Molecular Mapping of Influenza Virus RNA Polymerase by Site-Specific Antibodies

Abstract

Influenza virus RNA polymerase with the subunit structure PB1-PB2-PA is involved in both transcription and replication of the RNA genome, including the unique cap-I-dependent RNase activity. To map the important domains for RNA polymerization, cap-I-dependent RNase, and cap-I-binding activity, we generated site-specific antibodies against overlapping 150-amino-acid peptides that cover each entire subunit. Monospecific antibodies against each subunit inhibited RNA synthesisin vitro.Those against PB1 and PB2 inhibited the cap-I-dependent RNase activity, but those against PB2 alone slightly inhibited the cap-I-binding activity. Antibodies against the N-terminal amino acids 1–159 of PB2 that overlap the PB1-binding site on PB2 and the C-terminal amino acids 501–617 of PA that overlap the putative nucleotide-binding site and PB1-binding site on PA inhibited RNA polymerizing activity as well as monospecific antibodies.
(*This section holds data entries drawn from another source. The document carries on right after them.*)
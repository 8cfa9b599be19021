//! Object metadata shared by cluster-persisted resources.

use std::collections::BTreeMap;

use serde::{Deserialize, Serialize};

/// Kind and schema version of a persisted object.
#[derive(Debug, Clone, Default, PartialEq, Eq, Serialize, Deserialize)]
#[serde(rename_all = "camelCase")]
pub struct TypeMeta {
    #[serde(default, skip_serializing_if = "String::is_empty")]
    pub api_version: String,
    #[serde(default, skip_serializing_if = "String::is_empty")]
    pub kind: String,
}

/// Identity and bookkeeping of a persisted object.
#[derive(Debug, Clone, Default, PartialEq, Eq, Serialize, Deserialize)]
#[serde(rename_all = "camelCase")]
pub struct ObjectMeta {
    pub name: String,
    #[serde(default, skip_serializing_if = "String::is_empty")]
    pub namespace: String,
    /// Opaque version used for optimistic concurrency; empty for new objects
    #[serde(default, skip_serializing_if = "String::is_empty")]
    pub resource_version: String,
    #[serde(default, skip_serializing_if = "BTreeMap::is_empty")]
    pub labels: BTreeMap<String, String>,
    #[serde(default, skip_serializing_if = "BTreeMap::is_empty")]
    pub annotations: BTreeMap<String, String>,
}

impl ObjectMeta {
    pub fn named(name: impl Into<String>) -> Self {
        Self { name: name.into(), ..Default::default() }
    }

    pub fn namespaced(namespace: impl Into<String>, name: impl Into<String>) -> Self {
        Self { name: name.into(), namespace: namespace.into(), ..Default::default() }
    }

    pub fn with_label(mut self, key: impl Into<String>, value: impl Into<String>) -> Self {
        self.labels.insert(key.into(), value.into());
        self
    }

    pub fn label(&self, key: &str) -> Option<&str> {
        self.labels.get(key).map(String::as_str)
    }
}

/// Collection metadata of a list response.
#[derive(Debug, Clone, Default, PartialEq, Eq, Serialize, Deserialize)]
#[serde(rename_all = "camelCase")]
pub struct ListMeta {
    #[serde(default, skip_serializing_if = "String::is_empty")]
    pub resource_version: String,
    #[serde(default, rename = "continue", skip_serializing_if = "Option::is_none")]
    pub continue_token: Option<String>,
}
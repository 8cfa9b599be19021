//! Root rotation transition table.
//!
//! `plan` is a pure function of the persisted `(state, rotationStage)` pair and
//! what the reconcile observed on the object: whether the desired provider
//! differs from the one that issued the recorded root (`changed`), and whether
//! a root is recorded at all. Every pair without an entry below is undefined and moves
//! the object to [`RootState::Error`], where it stays until an operator resets
//! the status.
//!
//! | from                     | observed      | action           | to                       |
//! |--------------------------|---------------|------------------|--------------------------|
//! | init, "" or pending      | any           | issue root       | issuing-rollout, pending |
//! | issuing-rollout, pending | any           | distribute root  | rolling-out, dual-trust  |
//! | rolling-out, dual-trust  | unchanged     | retire old roots | completed, sole-trust    |
//! | rolling-out, dual-trust  | changed       | none             | rolling-back, dual-trust |
//! | rolling-back, dual-trust | any           | withdraw root    | rolling-back, retired    |
//! | rolling-back, retired    | root recorded | none             | active, sole-trust       |
//! | rolling-back, retired    | no root       | none             | init, pending            |
//! | completed, sole-trust    | any           | none             | active, sole-trust       |
//! | active, sole-trust       | changed       | none             | init, pending            |
//!
//! `active`/`sole-trust` with an unchanged provider and every `error` pair are
//! terminal. A rollback with no earlier root to fall back on starts over from
//! `init` with the desired provider.

use crate::domain::{RootState, RotationStage};

/// Change to the recorded roots performed before a transition is written.
#[derive(Debug, Clone, Copy, PartialEq, Eq)]
pub enum RotationAction {
    /// Resolve the root of the desired provider and record it as the issued
    /// root, keeping the one it replaces as the previous root.
    IssueRoot,
    /// Trust the issued root next to the previous one.
    DistributeRoot,
    /// Forget the previous root; only the issued root stays trusted.
    RetireOldRoots,
    /// Restore the previous root as the issued root.
    WithdrawRoot,
}

/// What a reconcile read from the object besides its status.
#[derive(Debug, Clone, Copy, Default, PartialEq, Eq)]
pub struct Observed {
    /// The desired provider differs from the one that issued the recorded root
    pub provider_changed: bool,
    /// An issued root is recorded on the object
    pub root_recorded: bool,
}

/// Outcome of planning one reconcile step.
#[derive(Debug, Clone, Copy, PartialEq, Eq)]
pub enum Step {
    /// Move to `next`, performing `action` first if present.
    Transition { action: Option<RotationAction>, next: (RootState, RotationStage) },
    /// Nothing left to do for this pair.
    Terminal,
    /// The pair has no defined transition.
    Undefined,
}

impl Step {
    fn to(action: Option<RotationAction>, state: RootState, stage: RotationStage) -> Self {
        Self::Transition { action, next: (state, stage) }
    }
}

/// Compute the next step for a `(state, stage)` pair.
pub fn plan(state: RootState, stage: RotationStage, observed: Observed) -> Step {
    use RootState as S;
    use RotationAction as A;
    use RotationStage as R;

    let changed = observed.provider_changed;
    match (state, stage) {
        (S::Init, R::Unset | R::Pending) => {
            Step::to(Some(A::IssueRoot), S::IssuingRollout, R::Pending)
        }
        (S::IssuingRollout, R::Pending) => {
            Step::to(Some(A::DistributeRoot), S::RollingOut, R::DualTrust)
        }
        (S::RollingOut, R::DualTrust) if changed => Step::to(None, S::RollingBack, R::DualTrust),
        (S::RollingOut, R::DualTrust) => {
            Step::to(Some(A::RetireOldRoots), S::Completed, R::SoleTrust)
        }
        (S::RollingBack, R::DualTrust) => {
            Step::to(Some(A::WithdrawRoot), S::RollingBack, R::Retired)
        }
        (S::RollingBack, R::Retired) if observed.root_recorded => {
            Step::to(None, S::Active, R::SoleTrust)
        }
        (S::RollingBack, R::Retired) => Step::to(None, S::Init, R::Pending),
        (S::Completed, R::SoleTrust) => Step::to(None, S::Active, R::SoleTrust),
        (S::Active, R::SoleTrust) if changed => Step::to(None, S::Init, R::Pending),
        (S::Active, R::SoleTrust) => Step::Terminal,
        (S::Error, _) => Step::Terminal,
        _ => Step::Undefined,
    }
}
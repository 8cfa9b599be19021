//! Errors for cluster-persisted state and the resource cache.

use std::time::Duration;

use thiserror::Error;

/// A root-certificate status write kept conflicting with concurrent writers.
#[derive(Debug, Clone, Error, PartialEq, Eq)]
#[error("Status update for '{name}' conflicted {attempts} times, giving up")]
pub struct ConflictError {
    pub name: String,
    pub attempts: u32,
}

/// The resource cache did not complete its initial list-and-sync in time.
#[derive(Debug, Clone, Error, PartialEq, Eq)]
#[error("Cache for {kinds} did not sync within {timeout:?}")]
pub struct SyncTimeoutError {
    pub kinds: String,
    pub timeout: Duration,
}

/// Errors returned by a backing store for cluster objects.
#[derive(Debug, Clone, Error, PartialEq, Eq)]
pub enum StoreError {
    /// No object with this name exists.
    #[error("Object '{name}' not found")]
    NotFound { name: String },

    /// The write was based on a stale resource version.
    #[error("Object '{name}' was modified: expected version {expected}, found {actual}")]
    Conflict { name: String, expected: String, actual: String },

    /// The store itself failed.
    #[error("Store error: {message}")]
    Backend { message: String },
}

impl StoreError {
    pub fn not_found(name: impl Into<String>) -> Self {
        Self::NotFound { name: name.into() }
    }

    pub fn backend(message: impl Into<String>) -> Self {
        Self::Backend { message: message.into() }
    }

    pub fn is_conflict(&self) -> bool {
        matches!(self, Self::Conflict { .. })
    }
}

#[cfg(test)]
mod tests {
    use super::*;

    #[test]
    fn test_conflict_error_display() {
        let err = ConflictError { name: "mesh-root".to_string(), attempts: 5 };
        assert_eq!(err.to_string(), "Status update for 'mesh-root' conflicted 5 times, giving up");
    }

    #[test]
    fn test_store_error_is_conflict() {
        let err = StoreError::Conflict {
            name: "mesh-root".to_string(),
            expected: "3".to_string(),
            actual: "4".to_string(),
        };
        assert!(err.is_conflict());
        assert!(!StoreError::not_found("mesh-root").is_conflict());
    }
}
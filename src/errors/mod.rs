//! # Error Handling
//!
//! Error taxonomy for the meshplane trust and cluster-state core, built with
//! `thiserror`.
//!
//! - [`DecodeError`]: malformed certificate or key bytes. Fatal to the
//!   operation, logged with a stable error code, never retried automatically.
//! - [`IssuanceError`]: provider backend failure. Retried on the next renewal
//!   tick, surfaced immediately to a synchronous caller.
//! - [`ConfigError`]: malformed or contradictory provider configuration. Fatal
//!   at startup.
//! - [`ConflictError`]: optimistic-concurrency conflict on the root-certificate
//!   status that outlived the retry budget.
//! - [`SyncTimeoutError`]: the resource cache did not reach its initial sync.
//!
//! Module-level errors convert into [`MeshplaneError`] so that callers who do
//! not care about the category can use the crate-wide [`Result`].

pub mod certificate;
pub mod cluster;
pub mod types;

pub use certificate::{DecodeError, IssuanceError};
pub use cluster::{ConflictError, StoreError, SyncTimeoutError};
pub use types::{ConfigError, MeshplaneError, Result};
//! cert-manager backed provider.
//!
//! Each issuance generates a key pair locally, submits a `CertificateRequest`
//! that references the configured issuer, polls until the request is ready,
//! denied, or out of time, and then deletes the request. The private key never
//! leaves the process.

use std::sync::Arc;
use std::time::Duration;

use async_trait::async_trait;
use rcgen::{CertificateParams, DnType, KeyPair};
use serde::{Deserialize, Serialize};
use tracing::{debug, instrument, warn};
use uuid::Uuid;

use super::{secret_error, CertificateIssuer, ProviderContext};
use crate::certificate::types::{Certificate, CommonName, RootCertificate};
use crate::config::{CertManagerProviderSpec, ProviderKind};
use crate::errors::IssuanceError;
use crate::secrets::CA_CERT_KEY;
use crate::utils::BackoffPolicy;

const PROVIDER: ProviderKind = ProviderKind::CertManager;

/// Reference to the cert-manager issuer that signs requests.
#[derive(Debug, Clone, PartialEq, Eq, Serialize, Deserialize)]
pub struct IssuerRef {
    pub name: String,
    pub kind: String,
    pub group: String,
}

#[derive(Debug, Clone, PartialEq, Eq, Serialize, Deserialize)]
#[serde(rename_all = "camelCase")]
pub struct CertificateRequestSpec {
    /// PEM-encoded PKCS#10 request
    pub request: String,
    #[serde(with = "duration_secs")]
    pub duration: Duration,
    pub issuer_ref: IssuerRef,
    pub is_ca: bool,
    pub usages: Vec<String>,
}

#[derive(Debug, Clone, Copy, PartialEq, Eq, Serialize, Deserialize)]
pub enum RequestConditionType {
    Ready,
    Denied,
    InvalidRequest,
}

#[derive(Debug, Clone, PartialEq, Eq, Serialize, Deserialize)]
pub struct RequestCondition {
    #[serde(rename = "type")]
    pub condition_type: RequestConditionType,
    pub status: bool,
    #[serde(default)]
    pub reason: String,
    #[serde(default)]
    pub message: String,
}

#[derive(Debug, Clone, Default, PartialEq, Eq, Serialize, Deserialize)]
pub struct CertificateRequestStatus {
    /// Signed certificate PEM, set once the request is ready
    #[serde(default)]
    pub certificate: Option<String>,
    /// PEM of the CA that signed the certificate
    #[serde(default)]
    pub ca: Option<String>,
    #[serde(default)]
    pub conditions: Vec<RequestCondition>,
}

/// A cert-manager `CertificateRequest` object.
#[derive(Debug, Clone, PartialEq, Eq, Serialize, Deserialize)]
pub struct CertificateRequest {
    pub name: String,
    pub namespace: String,
    pub spec: CertificateRequestSpec,
    #[serde(default)]
    pub status: CertificateRequestStatus,
}

impl CertificateRequest {
    fn condition(&self, condition_type: RequestConditionType) -> Option<&RequestCondition> {
        self.status
            .conditions
            .iter()
            .find(|c| c.condition_type == condition_type && c.status)
    }

    /// The first condition that means the request will never be signed.
    pub fn failure(&self) -> Option<&RequestCondition> {
        self.condition(RequestConditionType::Denied)
            .or_else(|| self.condition(RequestConditionType::InvalidRequest))
            .or_else(|| {
                self.status.conditions.iter().find(|c| {
                    c.condition_type == RequestConditionType::Ready
                        && !c.status
                        && c.reason == "Failed"
                })
            })
    }

    /// The signed certificate, once the request is ready.
    pub fn ready_certificate(&self) -> Option<&str> {
        self.condition(RequestConditionType::Ready)?;
        self.status.certificate.as_deref().filter(|cert| !cert.is_empty())
    }
}

/// Client for cert-manager `CertificateRequest` objects.
#[async_trait]
pub trait CertificateRequestClient: Send + Sync + std::fmt::Debug {
    async fn create(&self, request: CertificateRequest)
        -> Result<CertificateRequest, IssuanceError>;

    async fn get(&self, namespace: &str, name: &str) -> Result<CertificateRequest, IssuanceError>;

    async fn delete(&self, namespace: &str, name: &str) -> Result<(), IssuanceError>;
}

/// Provider that delegates signing to a cert-manager issuer.
#[derive(Debug)]
pub struct CertManagerProvider {
    spec: CertManagerProviderSpec,
    namespace: String,
    client: Arc<dyn CertificateRequestClient>,
    root: RootCertificate,
    poll: BackoffPolicy,
}

impl CertManagerProvider {
    /// Resolve the issuer's root from `spec.secret_name`.
    pub async fn new(
        spec: &CertManagerProviderSpec,
        ctx: &ProviderContext,
    ) -> Result<Self, IssuanceError> {
        let client = ctx.certificate_requests.clone().ok_or_else(|| {
            IssuanceError::invalid_config(PROVIDER.as_str(), "no CertificateRequest client")
        })?;

        let ca = ctx
            .secrets
            .get_secret_entry(&ctx.namespace, &spec.secret_name, CA_CERT_KEY)
            .await
            .map_err(|e| secret_error(PROVIDER, e))?;
        let root = RootCertificate::from_pem(ca.expose_secret()).map_err(|e| {
            IssuanceError::invalid_config(PROVIDER.as_str(), format!("invalid root: {}", e))
        })?;

        debug!(
            issuer = %spec.issuer_name,
            issuer_kind = %spec.issuer_kind,
            serial_number = %root.serial_number(),
            "Resolved cert-manager issuer root"
        );

        Ok(Self {
            spec: spec.clone(),
            namespace: ctx.namespace.clone(),
            client,
            root,
            poll: ctx.poll.clone(),
        })
    }

    fn build_request(
        &self,
        common_name: &CommonName,
        validity: Duration,
    ) -> Result<(CertificateRequest, KeyPair), IssuanceError> {
        let rejected = |e: rcgen::Error| {
            IssuanceError::rejected(PROVIDER.as_str(), common_name.as_str(), e.to_string())
        };

        let mut params = CertificateParams::new(vec![common_name.to_string()]).map_err(rejected)?;
        params.distinguished_name.push(DnType::CommonName, common_name.as_str());
        let key = KeyPair::generate().map_err(rejected)?;
        let csr = params.serialize_request(&key).map_err(rejected)?.pem().map_err(rejected)?;

        let request = CertificateRequest {
            name: format!("meshplane-{}", Uuid::new_v4()),
            namespace: self.namespace.clone(),
            spec: CertificateRequestSpec {
                request: csr,
                duration: validity,
                issuer_ref: IssuerRef {
                    name: self.spec.issuer_name.clone(),
                    kind: self.spec.issuer_kind.clone(),
                    group: self.spec.issuer_group.clone(),
                },
                is_ca: false,
                usages: vec![
                    "digital signature".to_string(),
                    "key encipherment".to_string(),
                    "server auth".to_string(),
                    "client auth".to_string(),
                ],
            },
            status: CertificateRequestStatus::default(),
        };
        Ok((request, key))
    }

    async fn await_signed(
        &self,
        common_name: &CommonName,
        name: &str,
    ) -> Result<(String, Option<String>), IssuanceError> {
        for attempt in 0..self.poll.max_attempts {
            self.poll.wait(attempt).await;

            let request = self.client.get(&self.namespace, name).await?;
            if let Some(failure) = request.failure() {
                return Err(IssuanceError::rejected(
                    PROVIDER.as_str(),
                    common_name.as_str(),
                    format!("{}: {}", failure.reason, failure.message),
                ));
            }
            if let Some(cert) = request.ready_certificate() {
                return Ok((cert.to_string(), request.status.ca.clone()));
            }
            debug!(request = %name, attempt, "CertificateRequest not ready yet");
        }

        Err(IssuanceError::Timeout {
            provider: PROVIDER.as_str(),
            common_name: common_name.to_string(),
            waited: self.poll.total_budget(),
        })
    }
}

#[async_trait]
impl CertificateIssuer for CertManagerProvider {
    #[instrument(skip(self), fields(provider = "cert-manager", common_name = %common_name))]
    async fn issue(
        &self,
        common_name: &CommonName,
        validity: Duration,
    ) -> Result<Certificate, IssuanceError> {
        let (request, key) = self.build_request(common_name, validity)?;
        let name = request.name.clone();
        self.client.create(request).await?;

        let signed = self.await_signed(common_name, &name).await;

        if let Err(e) = self.client.delete(&self.namespace, &name).await {
            warn!(request = %name, error = %e, "Failed to delete CertificateRequest");
        }

        let (cert_pem, ca_pem) = signed?;
        let issuing_ca = ca_pem.unwrap_or_else(|| self.root.pem().to_string());
        let certificate = Certificate::from_issued(
            cert_pem.as_bytes(),
            key.serialize_pem().as_bytes(),
            issuing_ca.as_bytes(),
        )?;

        debug!(serial_number = %certificate.serial_number(), "Issued certificate");
        Ok(certificate)
    }

    async fn root_certificate(&self) -> Result<RootCertificate, IssuanceError> {
        Ok(self.root.clone())
    }

    fn kind(&self) -> ProviderKind {
        PROVIDER
    }
}

mod duration_secs {
    use std::time::Duration;

    use serde::{Deserialize, Deserializer, Serializer};

    pub fn serialize<S: Serializer>(
        duration: &Duration,
        serializer: S,
    ) -> Result<S::Ok, S::Error> {
        serializer.serialize_u64(duration.as_secs())
    }

    pub fn deserialize<'de, D: Deserializer<'de>>(deserializer: D) -> Result<Duration, D::Error> {
        u64::deserialize(deserializer).map(Duration::from_secs)
    }
}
Those against the N-terminal (amino acids 1–159); the central region (amino acids 305–559) of PB2, where a part of the cap-binding domain predicted previously is localized; the N-terminal (amino acids 1–222) of PB1; and amino acids 301–517 and 601–716 of PA inhibited the cap-I-dependent RNase activity. The cap-binding domain on PB2 could be mapped in amino acids 402–559, where one of the cap-binding domains mapped previously overlapped.